Lemon Coriander Pancakes

In attempt to not apologize for the infrequency of my blogging regimen (again), let’s talk about books.

I am or used to be an avid reader. I remember well completing series after series of children’s books- The Boxcar Children, Babysitter’s Club, Animorphs, Goosebumps, etc. I also recall seeing every episode of Rugrats, and really most Nickelodeon shows, created, so I’ll also make a point of the seemingly endless free time afforded to my childhood. As I got older, books became more complex, profound. Their meaning expanded beyond a simple story: soon, the very characters became references for identity, and the settings became imaginative worlds to which I could draw parallel my own experiences. Favorite books became more important than television, than movies, than soccer practice. I defined myself by introversion, by my ability to sit down and read for hours without fatigue. The books I read and loved were compared and contrasted to the literary lists complied at the beginning of the school year, and I felt some odd sense of shame when I hadn’t yet read a classic “every one else had.” I read through high school, I read through college, I even read voraciously on breaks in graduate school.

So what do I read now?

I’ve belonged to book clubs and made friends of people who love to read equally. I talk at length about the purpose and intention of novels with my brother, who likely now balks at the slow pace of my consumption. A book a month now seems challenging, not for the objective time to complete the reading, but for the procrastination and/ or schedule demanded of the remaining 28 days. I’ve been reading the same book since February, that I argue I enjoy, but will I finish by June? Seeing as it’s May 31, unlikely.
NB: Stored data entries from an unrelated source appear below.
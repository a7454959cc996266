//! Type-safe wrappers and enums for ESPN Fantasy Football data.

pub mod ids;
pub mod position;
pub mod time;

pub use ids::{LeagueId, TeamId, TeamIndex};
pub use position::Position;
pub use time::{Season, Week};
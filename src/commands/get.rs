//! `get` command implementation

use serde::Serialize;

use crate::{
    cli::View,
    config::LeagueConfig,
    espn::{
        compute::{self, TOP_PERFORMER_COUNT},
        http::EspnClient,
        LeagueProvider,
    },
    league::LeagueSnapshot,
    Result,
};


/// Render one view of `snapshot` as pretty JSON, exactly as the matching
/// endpoint would serialize it.
pub fn render_view(snapshot: &LeagueSnapshot, config: &LeagueConfig, view: View) -> Result<String> {
    let idx = config.team_index;
    match view {
        View::TeamOverview => to_json(&compute::team_overview(snapshot, idx)?),
        View::TopPerformers => to_json(&compute::top_performers(
            snapshot,
            idx,
            TOP_PERFORMER_COUNT,
        )?),
        View::Projections => to_json(&compute::projections(snapshot, idx)?),
        View::LeagueInfo => to_json(&compute::league_info(snapshot)),
        View::Matchups => to_json(&compute::matchups(snapshot)),
    }
}

fn to_json<T: Serialize>(value: &T) -> Result<String> {
    Ok(serde_json::to_string_pretty(value)?)
}

/// Handle the get command
pub async fn handle_get(config: LeagueConfig, view: View) -> Result<()> {
    let client = EspnClient::with_base_url(
        &config.espn_base_url,
        config.league_id,
        config.season,
        config.credentials.as_ref(),
    )?;

    // tarpaulin::skip - HTTP call, tested via the client's mock tests
    let snapshot = client.fetch_league().await?;
    println!("{}", render_view(&snapshot, &config, view)?);

    Ok(())
}
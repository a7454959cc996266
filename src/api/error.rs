//! Mapping of [`FflError`] onto HTTP responses.

use axum::{
    http::StatusCode,
    response::{IntoResponse, Response},
    Json,
};
use serde::{Deserialize, Serialize};
use tracing::warn;

use crate::error::{ErrorKind, FflError};

/// JSON error body: a machine-readable reason plus the display message.
#[derive(Debug, Clone, Serialize, Deserialize)]
pub struct ErrorResponse {
    pub error: String,
    pub message: String,
}

impl ErrorKind {
    pub fn status_code(&self) -> StatusCode {
        match self {
            ErrorKind::Configuration | ErrorKind::UpstreamUnavailable => {
                StatusCode::INTERNAL_SERVER_ERROR
            }
            ErrorKind::Validation => StatusCode::BAD_REQUEST,
            ErrorKind::AssetMissing => StatusCode::NOT_FOUND,
        }
    }
}

impl IntoResponse for FflError {
    fn into_response(self) -> Response {
        let kind = self.kind();
        let status = kind.status_code();
        if status.is_server_error() {
            warn!(reason = kind.reason(), error = %self, "request failed");
        }

        let body = ErrorResponse {
            error: kind.reason().to_string(),
            message: self.to_string(),
        };
        (status, Json(body)).into_response()
    }
}
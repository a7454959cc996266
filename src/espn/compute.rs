//! Projections from a [`LeagueSnapshot`] into response records.
//!
//! All functions are pure: same snapshot in, same records out.

use std::cmp::Ordering;

use crate::{
    cli::types::TeamIndex,
    league::{LeagueSnapshot, Team},
    models::{LeagueTeam, MatchupSummary, Projections, TeamOverview, TopPerformer},
    Result,
};


/// How many players `top_performers` returns at most.
pub const TOP_PERFORMER_COUNT: usize = 3;

pub fn configured_team(snapshot: &LeagueSnapshot, index: TeamIndex) -> Result<&Team> {
    index.select(&snapshot.teams)
}

pub fn team_overview(snapshot: &LeagueSnapshot, index: TeamIndex) -> Result<TeamOverview> {
    let team = configured_team(snapshot, index)?;
    Ok(TeamOverview {
        name: team.name.clone(),
        record: team.record(),
        standing: team.standing,
        points_for: team.points_for,
        waiver_rank: team.waiver_rank,
    })
}

/// Highest recent scorers on the configured team, best first.
///
/// The sort is stable, so players tied on points keep roster order.
pub fn top_performers(
    snapshot: &LeagueSnapshot,
    index: TeamIndex,
    limit: usize,
) -> Result<Vec<TopPerformer>> {
    let team = configured_team(snapshot, index)?;

    let mut players: Vec<_> = team.roster.iter().collect();
    // `-0.0` and `0.0` compare equal, so they keep roster order too.
    players.sort_by(|a, b| b.points.partial_cmp(&a.points).unwrap_or(Ordering::Equal));

    Ok(players
        .into_iter()
        .take(limit)
        .map(|p| TopPerformer {
            name: p.name.clone(),
            position: p.position.clone(),
            team: p.pro_team.clone(),
            last_week: p.points,
            proj: p.projected_points,
        })
        .collect())
}

/// Actual vs projected score for every matchup the configured team plays,
/// in schedule order.
pub fn projections(snapshot: &LeagueSnapshot, index: TeamIndex) -> Result<Projections> {
    let team = configured_team(snapshot, index)?;

    let mut out = Projections::default();
    for matchup in &snapshot.schedule {
        if let Some(side) = matchup.side_of(team.id) {
            out.weeks.push(matchup.week.label());
            out.actuals.push(side.score);
            out.projected.push(side.projected);
        }
    }
    Ok(out)
}

pub fn league_info(snapshot: &LeagueSnapshot) -> Vec<LeagueTeam> {
    snapshot
        .teams
        .iter()
        .map(|t| LeagueTeam {
            id: t.id.as_u32(),
            name: t.name.clone(),
            owner: t.owner.clone(),
            record: t.record(),
            points_for: t.points_for,
            standing: t.standing,
        })
        .collect()
}

pub fn matchups(snapshot: &LeagueSnapshot) -> Vec<MatchupSummary> {
    snapshot
        .schedule
        .iter()
        .map(|m| MatchupSummary {
            week: m.week.as_u16(),
            home: snapshot.team_name(m.home.team_id),
            home_score: m.home.score,
            away: snapshot.team_name(m.away.team_id),
            away_score: m.away.score,
        })
        .collect()
}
The list of novels and short stories I have set aside to read is growing and growing, and I compel my passion for completing them by my sense of identity that still includes “reader.” In fairness, I read news, blogs, trivial headlines, and biased and purportedly unbiased articles on a daily basis. But with every intention I plan to invigorate anew my love for fiction, in hopes that this phase of my life is one of the only in which novels have demoted their position.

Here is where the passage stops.